You have all the enthalpies that you need. Just pay attention to the coefficients and the signs.


Standard Enthalpies of Reaction

The magnitude of $\Delta H_\mathrm f^\circ$ is the sum of the standard enthalpies of formation of the products, each multiplied by its appropriate coefficient, minus the sum of the standard enthalpies of formation of the reactants, also multiplied by their coefficients:

Here is the table of enthalpies required to break bounds for the different molecular assemblies.

\begin{array}{lcccc}\hline \textbf{Bounds} & \ce{H-H} &\ce{N-H}&\ce{N-N} &\ce{N#N} \\ \hline \Delta H_\mathrm B=-\Delta H_\mathrm f^\circ & 436 & 388 & 163 & 944 \\\hline \end{array}

This table gives the amount of energy in $\pu{kJ mol-1}$ required for breaking chemical bounds. Thus it is called $-\Delta H_\mathrm B^\circ$ and means the opposite of forming chemical bounds $\Delta H_\mathrm f^\circ$.

The sign convention for $\Delta H_\mathrm f^\circ$ is the same as for any enthalpy change: $\Delta H_\mathrm f^\circ\lt0$ if heat is released when elements combine to form a compound and $\Delta H_\mathrm f^\circ\gt0$ if heat is absorbed according to the usual conventions.

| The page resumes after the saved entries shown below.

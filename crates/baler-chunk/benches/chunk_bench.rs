//! Chunk Codec Benchmarks
//!
//! Measures encode/decode throughput for both chunk layouts:
//!
//! - `simple_encode` / `simple_decode`: the length-prefixed layout at
//!   several record counts, with and without compression
//! - `transposed_encode` / `transposed_decode`: the columnar layout over
//!   uniform wire-format records
//! - `transposed_projected_decode`: selective decoding, which should
//!   beat the full decode by skipping whole columns
//!
//! ```bash
//! cargo bench -p baler-chunk
//! cargo bench -p baler-chunk -- --save-baseline main
//! ```

use bytes::{BufMut, Bytes, BytesMut};
use criterion::{black_box, criterion_group, criterion_main, BenchmarkId, Criterion, Throughput};

use baler_chunk::{
    Chunk, ChunkDecoder, CompressionKind, EncoderOptions, FieldPath, FieldProjection,
    SimpleEncoder, TransposeEncoder,
};

/// A wire-format record: {1: counter, 2: short string, 3: counter}.
fn wire_record(index: u64) -> Bytes {
    let mut record = BytesMut::new();
    record.put_u8(0x08);
    baler_core::varint::encode_varint_u64(&mut record, index);
    let text = format!("value-{:06}", index);
    record.put_u8(0x12);
    record.put_u8(text.len() as u8);
    record.put_slice(text.as_bytes());
    record.put_u8(0x18);
    baler_core::varint::encode_varint_u64(&mut record, index % 97);
    record.freeze()
}

fn simple_chunk(count: u64, compression: CompressionKind) -> Chunk {
    let mut encoder = SimpleEncoder::new(EncoderOptions {
        compression,
        ..Default::default()
    });
    for i in 0..count {
        encoder.add_record(wire_record(i)).unwrap();
    }
    encoder.encode().unwrap()
}

fn transposed_chunk(count: u64, compression: CompressionKind) -> Chunk {
    let mut encoder = TransposeEncoder::new(EncoderOptions {
        compression,
        ..Default::default()
    });
    for i in 0..count {
        encoder.add_record(wire_record(i)).unwrap();
    }
    encoder.encode().unwrap()
}

fn decode_all(chunk: &Chunk, projection: FieldProjection) -> u64 {
    let mut decoder = ChunkDecoder::new(projection);
    assert!(decoder.reset(chunk));
    let mut out = Bytes::new();
    let mut total = 0u64;
    while decoder.read_record(&mut out) {
        total += out.len() as u64;
    }
    assert!(decoder.healthy());
    total
}

fn bench_simple(c: &mut Criterion) {
    let mut group = c.benchmark_group("simple_decode");
    for &count in &[100u64, 1_000, 10_000] {
        for compression in [CompressionKind::None, CompressionKind::Zstd] {
            let chunk = simple_chunk(count, compression);
            group.throughput(Throughput::Elements(count));
            group.bench_with_input(
                BenchmarkId::new(format!("{:?}", compression), count),
                &chunk,
                |b, chunk| b.iter(|| black_box(decode_all(chunk, FieldProjection::all()))),
            );
        }
    }
    group.finish();
}

fn bench_transposed(c: &mut Criterion) {
    let mut group = c.benchmark_group("transposed_decode");
    for &count in &[100u64, 1_000, 10_000] {
        let chunk = transposed_chunk(count, CompressionKind::Zstd);
        group.throughput(Throughput::Elements(count));
        group.bench_with_input(BenchmarkId::new("full", count), &chunk, |b, chunk| {
            b.iter(|| black_box(decode_all(chunk, FieldProjection::all())))
        });
        group.bench_with_input(BenchmarkId::new("projected", count), &chunk, |b, chunk| {
            b.iter(|| {
                black_box(decode_all(
                    chunk,
                    FieldProjection::new([FieldPath::from([1])]),
                ))
            })
        });
    }
    group.finish();
}

fn bench_encode(c: &mut Criterion) {
    let mut group = c.benchmark_group("encode");
    let count = 1_000u64;
    group.throughput(Throughput::Elements(count));
    group.bench_function("simple_zstd", |b| {
        b.iter(|| black_box(simple_chunk(count, CompressionKind::Zstd)))
    });
    group.bench_function("transposed_zstd", |b| {
        b.iter(|| black_box(transposed_chunk(count, CompressionKind::Zstd)))
    });
    group.finish();
}

criterion_group!(benches, bench_simple, bench_transposed, bench_encode);
criterion_main!(benches);
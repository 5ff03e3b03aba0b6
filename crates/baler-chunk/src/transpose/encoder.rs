//! Transposed Chunk Encoder
//!
//! Builds the columnar layout by walking each record's wire-format
//! fields in decode order (records last-first, fields last-first):
//!
//! 1. Each distinct (enclosing node, tag, subtype) becomes one
//!    state-machine node with its own value buffer.
//! 2. Length-delimited fields whose payload is itself a well-formed
//!    message (with a canonical length prefix) recurse: the children
//!    become nodes of their own and the parent stores only the length,
//!    re-framed by the decoder. Groups recurse the same way.
//! 3. Records that are not wire-format messages - and fields whose tag
//!    encoding the re-framing could not reproduce byte-exactly - fall
//!    back to a tagless raw column and pass through whole.
//!
//! After the walk, nodes whose observed successor is unique get a static
//! transition; alternation points consume deltas from the transitions
//! stream. When every record walks the identical straight-line node
//! sequence the transitions collapse to implicit `(i + 1) mod n` mode
//! with no stream at all.

use std::collections::HashMap;

use bytes::{BufMut, Bytes, BytesMut};

use baler_core::chunk::{Chunk, ChunkType, MAX_DECODED_DATA_SIZE, MAX_NUM_RECORDS};
use baler_core::wire::{
    self, WireField, WIRE_END_GROUP, WIRE_FIXED32, WIRE_FIXED64, WIRE_LEN, WIRE_START_GROUP,
    WIRE_VARINT,
};
use baler_core::{varint, Chain, Error, Result};

use crate::compression::{compress, CompressionKind};
use crate::config::EncoderOptions;

use super::{Subtype, TRANSITIONS_EXPLICIT, TRANSITIONS_IMPLICIT};

/// Builds a transposed chunk from a batch of records.
pub struct TransposeEncoder {
    options: EncoderOptions,
    records: Vec<Bytes>,
    decoded_size: u64,
}

impl TransposeEncoder {
    pub fn new(options: EncoderOptions) -> Self {
        Self {
            options,
            records: Vec::new(),
            decoded_size: 0,
        }
    }

    /// Append one record.
    pub fn add_record(&mut self, record: impl Into<Bytes>) -> Result<()> {
        let record = record.into();
        self.decoded_size = self
            .decoded_size
            .checked_add(record.len() as u64)
            .ok_or(Error::Overflow("decoded data size"))?;
        if self.decoded_size > MAX_DECODED_DATA_SIZE {
            return Err(Error::ChunkTooLarge(self.decoded_size));
        }
        if self.records.len() as u64 + 1 > MAX_NUM_RECORDS {
            return Err(Error::TooManyRecords(self.records.len() as u64 + 1));
        }
        self.records.push(record);
        Ok(())
    }

    pub fn num_records(&self) -> u64 {
        self.records.len() as u64
    }

    /// Finish, producing the chunk.
    pub fn encode(self) -> Result<Chunk> {
        let num_records = self.records.len() as u64;

        let mut machine = Machine::new();
        // Decode order: last record first.
        let mut record_visits: Vec<Vec<usize>> = Vec::with_capacity(self.records.len());
        for record in self.records.iter().rev() {
            varint::encode_varint_u64(&mut machine.boundary, record.len() as u64);
            record_visits.push(machine.emit_record(record)?);
        }

        let node_count = machine.nodes.len();

        // Successor analysis: a node whose observed successor is unique
        // gets a static transition.
        let mut successor: Vec<Option<usize>> = vec![None; node_count];
        let mut alternates: Vec<bool> = vec![false; node_count];
        fn note(successor: &mut [Option<usize>], alternates: &mut [bool], from: usize, to: usize) {
            match successor[from] {
                None => successor[from] = Some(to),
                Some(seen) if seen == to => {}
                Some(_) => alternates[from] = true,
            }
        }
        for visits in &record_visits {
            let mut prev = Machine::SENTINEL;
            for &visit in visits {
                note(&mut successor, &mut alternates, prev, visit);
                prev = visit;
            }
            note(&mut successor, &mut alternates, prev, Machine::SENTINEL);
        }

        // Implicit mode: every record walks nodes 1..n in order, so the
        // whole automaton is the sequential cycle through the table.
        let implicit = record_visits
            .iter()
            .all(|visits| visits.len() == node_count - 1 && visits.iter().copied().eq(1..node_count));

        // Buffer assignment: boundary buffer first, then one buffer per
        // value-bearing node in table order.
        let mut buffers: Vec<Bytes> = Vec::new();
        let mut node_buffer: Vec<Option<usize>> = vec![None; node_count];
        if num_records > 0 {
            buffers.push(machine.boundary.freeze());
        }
        for (index, node) in machine.nodes.iter_mut().enumerate() {
            if node.subtype.uses_buffer() {
                node_buffer[index] = Some(buffers.len());
                buffers.push(std::mem::take(&mut node.data).freeze());
            }
        }

        // Greedy bucket packing by decoded size.
        let mut buckets: Vec<(usize, usize)> = Vec::new(); // (buffer count, decoded size)
        for buffer in &buffers {
            match buckets.last_mut() {
                Some((count, size)) if *size < self.options.bucket_size => {
                    *count += 1;
                    *size += buffer.len();
                }
                _ => buckets.push((1, buffer.len())),
            }
        }

        let kind = self.options.compression;
        let mut bodies: Vec<Vec<u8>> = Vec::with_capacity(buckets.len());
        let mut next_buffer = 0usize;
        for &(count, size) in &buckets {
            let mut body = Vec::with_capacity(size);
            for buffer in &buffers[next_buffer..next_buffer + count] {
                body.extend_from_slice(buffer);
            }
            next_buffer += count;
            bodies.push(if kind == CompressionKind::None {
                body
            } else {
                compress(kind, &body)?
            });
        }

        // Serialize the payload.
        let mut payload = BytesMut::new();
        payload.put_u8(kind.byte());
        varint::encode_varint_u64(&mut payload, buckets.len() as u64);
        varint::encode_varint_u64(&mut payload, buffers.len() as u64);
        varint::encode_varint_u64(&mut payload, node_count as u64);
        payload.put_u8(if implicit {
            TRANSITIONS_IMPLICIT
        } else {
            TRANSITIONS_EXPLICIT
        });
        for buffer in &buffers {
            varint::encode_varint_u64(&mut payload, buffer.len() as u64);
        }
        for (body, &(count, _)) in bodies.iter().zip(&buckets) {
            varint::encode_varint_u64(&mut payload, body.len() as u64);
            varint::encode_varint_u64(&mut payload, count as u64);
        }
        for (index, node) in machine.nodes.iter().enumerate() {
            varint::encode_varint_u64(&mut payload, u64::from(node.tag));
            payload.put_u8(node.subtype.byte());
            varint::encode_varint_u64(
                &mut payload,
                node_buffer[index].map_or(0, |buffer| buffer as u64 + 1),
            );
            varint::encode_varint_u64(
                &mut payload,
                node.parent.map_or(0, |parent| parent as u64 + 1),
            );
            if !implicit {
                let next = match (alternates[index], successor[index]) {
                    (false, Some(next)) => next as u64 + 1,
                    _ => 0, // computed
                };
                varint::encode_varint_u64(&mut payload, next);
            }
        }
        varint::encode_varint_u64(&mut payload, Machine::SENTINEL as u64);
        for body in &bodies {
            payload.put_slice(body);
        }

        if !implicit {
            let mut deltas = BytesMut::new();
            for visits in &record_visits {
                let mut prev = Machine::SENTINEL;
                for &visit in visits {
                    if alternates[prev] {
                        varint::encode_varint_i64(&mut deltas, visit as i64 - prev as i64);
                    }
                    prev = visit;
                }
                if alternates[prev] {
                    varint::encode_varint_i64(&mut deltas, Machine::SENTINEL as i64 - prev as i64);
                }
            }
            if !deltas.is_empty() {
                if kind == CompressionKind::None {
                    payload.put_slice(&deltas);
                } else {
                    varint::encode_varint_u64(&mut payload, deltas.len() as u64);
                    payload.put_slice(&compress(kind, &deltas)?);
                }
            }
        }

        Ok(Chunk::new(
            ChunkType::Transposed,
            num_records,
            self.decoded_size,
            Chain::from(payload.freeze()),
        ))
    }
}

/// One column-to-be: a state-machine node and its accumulated values.
struct NodeBuilder {
    tag: u32,
    subtype: Subtype,
    parent: Option<usize>,
    data: BytesMut,
}

/// The state machine under construction.
struct Machine {
    nodes: Vec<NodeBuilder>,
    interned: HashMap<(Option<usize>, u32, u8), usize>,
    boundary: BytesMut,
}

impl Machine {
    /// The NoOp sentinel is always node 0, which is also the start node:
    /// each record's walk leaves it, and ends by transitioning back into
    /// it.
    const SENTINEL: usize = 0;

    fn new() -> Self {
        Self {
            nodes: vec![NodeBuilder {
                tag: 0,
                subtype: Subtype::NoOp,
                parent: None,
                data: BytesMut::new(),
            }],
            interned: HashMap::new(),
            boundary: BytesMut::new(),
        }
    }

    fn intern(&mut self, parent: Option<usize>, tag: u32, subtype: Subtype) -> usize {
        let key = (parent, tag, subtype.byte());
        if let Some(&index) = self.interned.get(&key) {
            return index;
        }
        self.nodes.push(NodeBuilder {
            tag,
            subtype,
            parent,
            data: BytesMut::new(),
        });
        let index = self.nodes.len() - 1;
        self.interned.insert(key, index);
        index
    }

    /// Emit one record, in reverse field order, returning the node visit
    /// sequence.
    fn emit_record(&mut self, record: &[u8]) -> Result<Vec<usize>> {
        let mut visits = Vec::new();
        match strict_fields(record) {
            Ok(fields) => {
                for field in fields.iter().rev() {
                    self.emit_field(record, field, None, &mut visits, 0)?;
                }
            }
            Err(_) => {
                // Not a representable wire message: store it whole in the
                // tagless raw column.
                let node = self.intern(None, 0, Subtype::LengthDelimited);
                let data = &mut self.nodes[node].data;
                varint::encode_varint_u64(data, record.len() as u64);
                data.put_slice(record);
                visits.push(node);
            }
        }
        Ok(visits)
    }

    fn emit_field(
        &mut self,
        data: &[u8],
        field: &WireField,
        parent: Option<usize>,
        visits: &mut Vec<usize>,
        depth: usize,
    ) -> Result<()> {
        let tag = (field.field_number << 3) | u32::from(field.wire_type);
        match field.wire_type {
            WIRE_VARINT | WIRE_FIXED32 | WIRE_FIXED64 => {
                let subtype = match field.wire_type {
                    WIRE_VARINT => Subtype::Varint,
                    WIRE_FIXED32 => Subtype::Fixed32,
                    _ => Subtype::Fixed64,
                };
                let node = self.intern(parent, tag, subtype);
                self.nodes[node]
                    .data
                    .put_slice(&data[field.value_start..field.value_end]);
                visits.push(node);
            }
            WIRE_LEN => {
                let payload = &data[field.value_start..field.value_end];
                let children = if field.canonical_len
                    && !payload.is_empty()
                    && depth < wire::MAX_NESTING_DEPTH
                {
                    strict_fields(payload).ok()
                } else {
                    None
                };
                match children {
                    Some(children) => {
                        let node = self.intern(parent, tag, Subtype::MessageStart);
                        for child in children.iter().rev() {
                            self.emit_field(payload, child, Some(node), visits, depth + 1)?;
                        }
                        varint::encode_varint_u64(
                            &mut self.nodes[node].data,
                            payload.len() as u64,
                        );
                        visits.push(node);
                    }
                    None => {
                        let node = self.intern(parent, tag, Subtype::LengthDelimited);
                        // Keep the original length varint bytes, which may
                        // be non-canonical.
                        let (_, tag_len) = varint_at(data, field.start)?;
                        self.nodes[node]
                            .data
                            .put_slice(&data[field.start + tag_len..field.value_end]);
                        visits.push(node);
                    }
                }
            }
            WIRE_START_GROUP => {
                let start = self.intern(parent, tag, Subtype::StartGroup);
                let end = self.intern(
                    parent,
                    (field.field_number << 3) | u32::from(WIRE_END_GROUP),
                    Subtype::EndGroup,
                );
                // Reverse order: the end tag is emitted first, the start
                // tag last, so the forward bytes read start..end.
                visits.push(end);
                let content = &data[field.value_start..field.value_end];
                for child in strict_fields(content)?.iter().rev() {
                    self.emit_field(content, child, Some(start), visits, depth + 1)?;
                }
                visits.push(start);
            }
            other => {
                return Err(Error::InvalidRecord(format!(
                    "unexpected wire type {} in validated record",
                    other
                )))
            }
        }
        Ok(())
    }
}

fn varint_at(data: &[u8], pos: usize) -> Result<(u64, usize)> {
    let mut cursor = &data[pos..];
    let before = cursor.len();
    let value = varint::decode_varint_u64(&mut cursor)?;
    Ok((value, before - cursor.len()))
}

/// Top-level fields of a representable wire message: structurally valid,
/// every tag canonically encoded (re-framing re-encodes tags, so a
/// non-canonical tag could not round-trip), group contents checked
/// recursively since their fields become nodes whenever the group does.
fn strict_fields(data: &[u8]) -> Result<Vec<WireField>> {
    let mut fields = Vec::new();
    let mut iter = wire::WireIter::new(data);
    while let Some(field) = iter.next_field()? {
        let (tag, tag_len) = varint_at(data, field.start)?;
        if tag_len != varint::varint_len_u64(tag) {
            return Err(Error::InvalidRecord("non-canonical tag encoding".to_string()));
        }
        if field.wire_type == WIRE_START_GROUP {
            strict_fields(&data[field.value_start..field.value_end])?;
        }
        fields.push(field);
    }
    Ok(fields)
}
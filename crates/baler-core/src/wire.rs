//! Wire-Format Helpers
//!
//! Records in a baler container are opaque bytes, but the transposed
//! encoding exploits structure when a record happens to be a
//! protocol-buffer-style wire message: a sequence of tagged fields, each
//! tag a varint of `(field_number << 3) | wire_type`.
//!
//! This module walks that wire format without interpreting values. It is
//! used by the transpose encoder (to discover the field tree) and by
//! [`crate::record::WireRecord`] (to validate records on read). Nothing
//! here allocates; fields are reported as spans into the input.

use crate::error::{Error, Result};
use crate::varint;

pub const WIRE_VARINT: u8 = 0;
pub const WIRE_FIXED64: u8 = 1;
pub const WIRE_LEN: u8 = 2;
pub const WIRE_START_GROUP: u8 = 3;
pub const WIRE_END_GROUP: u8 = 4;
pub const WIRE_FIXED32: u8 = 5;

/// Maximum sub-message / group nesting depth accepted by the walkers.
pub const MAX_NESTING_DEPTH: usize = 100;

/// One field occurrence, as spans into the record bytes.
#[derive(Debug, Clone, Copy, PartialEq, Eq)]
pub struct WireField {
    pub field_number: u32,
    pub wire_type: u8,
    /// Offset of the tag varint.
    pub start: usize,
    /// Start of the value: after the tag (and after the length varint
    /// for length-delimited fields; after the start-group tag for groups).
    pub value_start: usize,
    /// End of the value (before the end-group tag for groups).
    pub value_end: usize,
    /// End of the whole field.
    pub end: usize,
    /// For length-delimited fields: whether the length varint used its
    /// minimal encoding. Sub-message recursion requires this, since a
    /// re-framed length is always written canonically.
    pub canonical_len: bool,
}

fn invalid(msg: &str) -> Error {
    Error::InvalidRecord(msg.to_string())
}

/// Decode a varint at `pos`, returning the value and bytes consumed.
fn varint_at(data: &[u8], pos: usize) -> Result<(u64, usize)> {
    let mut cursor = &data[pos..];
    let before = cursor.len();
    let value = varint::decode_varint_u64(&mut cursor)
        .map_err(|_| invalid("truncated or over-long varint"))?;
    Ok((value, before - cursor.len()))
}

/// Parse the single field starting at `pos`. End-group tags are rejected
/// here; group bodies consume them internally.
fn parse_field_at(data: &[u8], pos: usize, depth: usize) -> Result<WireField> {
    let (tag, tag_len) = varint_at(data, pos)?;
    let tag = u32::try_from(tag).map_err(|_| invalid("field tag exceeds 32 bits"))?;
    let field_number = tag >> 3;
    let wire_type = (tag & 7) as u8;
    if field_number == 0 {
        return Err(invalid("field number is zero"));
    }
    let value_start = pos + tag_len;

    match wire_type {
        WIRE_VARINT => {
            let (_, len) = varint_at(data, value_start)?;
            Ok(WireField {
                field_number,
                wire_type,
                start: pos,
                value_start,
                value_end: value_start + len,
                end: value_start + len,
                canonical_len: true,
            })
        }
        WIRE_FIXED64 | WIRE_FIXED32 => {
            let len = if wire_type == WIRE_FIXED64 { 8 } else { 4 };
            if data.len() - value_start < len {
                return Err(invalid("truncated fixed-width value"));
            }
            Ok(WireField {
                field_number,
                wire_type,
                start: pos,
                value_start,
                value_end: value_start + len,
                end: value_start + len,
                canonical_len: true,
            })
        }
        WIRE_LEN => {
            let (len, len_len) = varint_at(data, value_start)?;
            let len = usize::try_from(len).map_err(|_| invalid("length exceeds usize"))?;
            let payload_start = value_start + len_len;
            if data.len() - payload_start < len {
                return Err(invalid("length-delimited value past end of record"));
            }
            Ok(WireField {
                field_number,
                wire_type,
                start: pos,
                value_start: payload_start,
                value_end: payload_start + len,
                end: payload_start + len,
                canonical_len: len_len == varint::varint_len_u64(len as u64),
            })
        }
        WIRE_START_GROUP => {
            if depth >= MAX_NESTING_DEPTH {
                return Err(invalid("group nesting too deep"));
            }
            let (content_end, end) = parse_group_body(data, value_start, field_number, depth + 1)?;
            Ok(WireField {
                field_number,
                wire_type,
                start: pos,
                value_start,
                value_end: content_end,
                end,
                canonical_len: true,
            })
        }
        WIRE_END_GROUP => Err(invalid("end-group tag without matching start")),
        _ => Err(invalid("reserved wire type")),
    }
}

/// Walk a group body until the matching end-group tag; returns the
/// content end and the position after the end-group tag.
fn parse_group_body(
    data: &[u8],
    mut pos: usize,
    field_number: u32,
    depth: usize,
) -> Result<(usize, usize)> {
    loop {
        if pos >= data.len() {
            return Err(invalid("unterminated group"));
        }
        let (tag, tag_len) = varint_at(data, pos)?;
        let tag = u32::try_from(tag).map_err(|_| invalid("field tag exceeds 32 bits"))?;
        if (tag & 7) as u8 == WIRE_END_GROUP {
            if tag >> 3 != field_number {
                return Err(invalid("mismatched end-group field number"));
            }
            return Ok((pos, pos + tag_len));
        }
        pos = parse_field_at(data, pos, depth)?.end;
    }
}

/// Iterator over the top-level fields of a wire-format message.
pub struct WireIter<'a> {
    data: &'a [u8],
    pos: usize,
}

impl<'a> WireIter<'a> {
    pub fn new(data: &'a [u8]) -> Self {
        Self { data, pos: 0 }
    }

    /// The next field, or `Ok(None)` at a clean end of input.
    pub fn next_field(&mut self) -> Result<Option<WireField>> {
        if self.pos == self.data.len() {
            return Ok(None);
        }
        let field = parse_field_at(self.data, self.pos, 0)?;
        self.pos = field.end;
        Ok(Some(field))
    }
}

/// Validate that `data` is a structurally well-formed wire message.
pub fn validate_message(data: &[u8]) -> Result<()> {
    let mut iter = WireIter::new(data);
    while iter.next_field()?.is_some() {}
    Ok(())
}

/// `validate_message` as a predicate.
pub fn is_valid_message(data: &[u8]) -> bool {
    validate_message(data).is_ok()
}
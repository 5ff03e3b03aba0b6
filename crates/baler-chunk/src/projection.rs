//! Field Projection
//!
//! A projection restricts transposed decoding to a set of field paths,
//! so unneeded columns are never decompressed or copied. A field path is
//! the sequence of field numbers leading to a (possibly nested) field:
//! `[2]` is top-level field 2, `[2, 7]` is field 7 inside the
//! sub-message at field 2.
//!
//! ## Coverage
//! A field survives projection when its path and some projected path are
//! prefix-related in either direction:
//!
//! - projecting `[2]` keeps `[2, 7]` (everything under field 2), and
//! - projecting `[2, 7]` keeps the enclosing field 2 itself, since the
//!   sub-message framing is needed to reach field 7.
//!
//! Records that are not wire-format messages have no field structure and
//! always pass through whole.
//!
//! Projection only affects transposed chunks; simple chunks store records
//! as opaque byte strings and are always decoded in full.

/// A path of field numbers identifying a nested field.
#[derive(Debug, Clone, PartialEq, Eq, Hash)]
pub struct FieldPath(Vec<u32>);

impl FieldPath {
    pub fn new(fields: impl Into<Vec<u32>>) -> Self {
        Self(fields.into())
    }

    pub fn fields(&self) -> &[u32] {
        &self.0
    }
}

impl From<Vec<u32>> for FieldPath {
    fn from(fields: Vec<u32>) -> Self {
        Self(fields)
    }
}

impl From<&[u32]> for FieldPath {
    fn from(fields: &[u32]) -> Self {
        Self(fields.to_vec())
    }
}

impl<const N: usize> From<[u32; N]> for FieldPath {
    fn from(fields: [u32; N]) -> Self {
        Self(fields.to_vec())
    }
}

/// A set of field paths to retain, or the include-all sentinel.
#[derive(Debug, Clone, PartialEq, Eq, Default)]
pub struct FieldProjection {
    /// `None` means include everything.
    paths: Option<Vec<FieldPath>>,
}

impl FieldProjection {
    /// Include every field (projection disabled).
    pub fn all() -> Self {
        Self { paths: None }
    }

    /// Include only the fields covered by `paths`.
    pub fn new(paths: impl IntoIterator<Item = FieldPath>) -> Self {
        Self {
            paths: Some(paths.into_iter().collect()),
        }
    }

    pub fn includes_all(&self) -> bool {
        self.paths.is_none()
    }

    /// Whether a field at `path` survives this projection.
    pub fn covers(&self, path: &[u32]) -> bool {
        match &self.paths {
            None => true,
            Some(paths) => paths
                .iter()
                .any(|p| path.starts_with(&p.0) || p.0.starts_with(path)),
        }
    }
}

  • Producing $\ce{N2(g)}$ requires that: given $\ce{2N}$, produce $\ce{N2}$, 1 time, so it means

$$\Delta H_\mathrm f^\circ[\ce{N2}]=\pu{-944 kJ mol-1}$$

  • Producing two $\ce{H2(g)}$ requires that: given $\ce{4 H}$, produce $\ce{H2}$, 2 times, so it means

$$2\Delta H_\mathrm f^\circ[\ce{H2}]=\pu{-872 kJ mol-1}$$

  • Producing $\ce{N2H4(g)}$ from $\ce{N2H4(l)}$ requires absorbing $$\Delta_\mathrm{vap} H^\circ=\pu{+44.7 kJ mol-1}$$

  • Reacting $\ce{N2H4(g)}$ requires that: to produce $\ce{4 H}$ and $\ce{2 N}$, the experimenter has to destroy 4 bounds $\ce{N-H}$ and he has to destroy 1 bound $\ce{N-N}$, so it means

$$\Delta H_\mathrm f^\circ[\ce{N2H4}]=\pu{-1715 kJ mol-1}$$

Finally, by making the sum of the energy needed to produce hydrogen and nitrogen, minus the energy got from the reaction of the hydrazine molecule, we get a standard enthalpy of reaction:

$$\Delta_\mathrm rH^\circ=\pu{-56.3 kJ mol-1}$$

proving that the decomposition of hydrazine is exothermic.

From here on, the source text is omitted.